### [Problem to solve]
Each line below is to be set down again exactly.

### [Source material]
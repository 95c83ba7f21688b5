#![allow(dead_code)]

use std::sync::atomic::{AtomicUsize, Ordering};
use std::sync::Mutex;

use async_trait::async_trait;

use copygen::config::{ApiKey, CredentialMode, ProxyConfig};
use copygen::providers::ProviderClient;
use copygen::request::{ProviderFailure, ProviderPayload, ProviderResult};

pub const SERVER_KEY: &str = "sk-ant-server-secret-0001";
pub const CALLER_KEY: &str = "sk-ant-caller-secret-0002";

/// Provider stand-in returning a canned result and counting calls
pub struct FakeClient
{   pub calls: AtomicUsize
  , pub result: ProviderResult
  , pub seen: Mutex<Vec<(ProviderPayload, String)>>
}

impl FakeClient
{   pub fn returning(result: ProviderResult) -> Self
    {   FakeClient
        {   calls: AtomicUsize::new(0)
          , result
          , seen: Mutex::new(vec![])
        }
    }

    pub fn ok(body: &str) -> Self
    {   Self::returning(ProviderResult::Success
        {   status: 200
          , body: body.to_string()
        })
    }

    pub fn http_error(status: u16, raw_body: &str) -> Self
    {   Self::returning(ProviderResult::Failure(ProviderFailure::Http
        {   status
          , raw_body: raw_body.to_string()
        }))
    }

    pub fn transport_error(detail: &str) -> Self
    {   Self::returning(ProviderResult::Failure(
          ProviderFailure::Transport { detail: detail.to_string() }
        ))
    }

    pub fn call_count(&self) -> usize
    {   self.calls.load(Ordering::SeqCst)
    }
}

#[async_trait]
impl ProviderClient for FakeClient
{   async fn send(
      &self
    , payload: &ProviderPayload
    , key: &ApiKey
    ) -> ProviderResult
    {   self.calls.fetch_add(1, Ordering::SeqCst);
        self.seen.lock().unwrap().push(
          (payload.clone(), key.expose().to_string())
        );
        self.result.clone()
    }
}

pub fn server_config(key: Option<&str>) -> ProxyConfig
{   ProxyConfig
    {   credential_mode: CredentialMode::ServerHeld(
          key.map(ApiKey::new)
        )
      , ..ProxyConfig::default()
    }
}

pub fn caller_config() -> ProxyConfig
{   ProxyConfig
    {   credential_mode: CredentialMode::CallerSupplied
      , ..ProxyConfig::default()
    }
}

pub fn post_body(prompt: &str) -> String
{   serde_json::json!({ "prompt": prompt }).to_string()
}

### [Task response]
repository 95c83ba7f21688b5
#![allow(dead_code)]

use std::sync::atomic::{AtomicUsize, Ordering};
use std::sync::Mutex;

use async_trait::async_trait;

use copygen::config::{ApiKey, CredentialMode, ProxyConfig};
use copygen::providers::ProviderClient;
use copygen::request::{ProviderFailure, ProviderPayload, ProviderResult};

pub const SERVER_KEY: &str = "sk-ant-server-secret-0001";
pub const CALLER_KEY: &str = "sk-ant-caller-secret-0002";

/// Provider stand-in returning a canned result and counting calls
pub struct FakeClient
{   pub calls: AtomicUsize
  , pub result: ProviderResult
  , pub seen: Mutex<Vec<(ProviderPayload, String)>>
}

impl FakeClient
{   pub fn returning(result: ProviderResult) -> Self
    {   FakeClient
        {   calls: AtomicUsize::new(0)
          , result
          , seen: Mutex::new(vec![])
        }
    }

    pub fn ok(body: &str) -> Self
    {   Self::returning(ProviderResult::Success
        {   status: 200
          , body: body.to_string()
        })
    }

    pub fn http_error(status: u16, raw_body: &str) -> Self
    {   Self::returning(ProviderResult::Failure(ProviderFailure::Http
        {   status
          , raw_body: raw_body.to_string()
        }))
    }

    pub fn transport_error(detail: &str) -> Self
    {   Self::returning(ProviderResult::Failure(
          ProviderFailure::Transport { detail: detail.to_string() }
        ))
    }

    pub fn call_count(&self) -> usize
    {   self.calls.load(Ordering::SeqCst)
    }
}

#[async_trait]
impl ProviderClient for FakeClient
{   async fn send(
      &self
    , payload: &ProviderPayload
    , key: &ApiKey
    ) -> ProviderResult
    {   self.calls.fetch_add(1, Ordering::SeqCst);
        self.seen.lock().unwrap().push(
          (payload.clone(), key.expose().to_string())
        );
        self.result.clone()
    }
}

pub fn server_config(key: Option<&str>) -> ProxyConfig
{   ProxyConfig
    {   credential_mode: CredentialMode::ServerHeld(
          key.map(ApiKey::new)
        )
      , ..ProxyConfig::default()
    }
}

pub fn caller_config() -> ProxyConfig
{   ProxyConfig
    {   credential_mode: CredentialMode::CallerSupplied
      , ..ProxyConfig::default()
    }
}

pub fn post_body(prompt: &str) -> String
{   serde_json::json!({ "prompt": prompt }).to_string()
}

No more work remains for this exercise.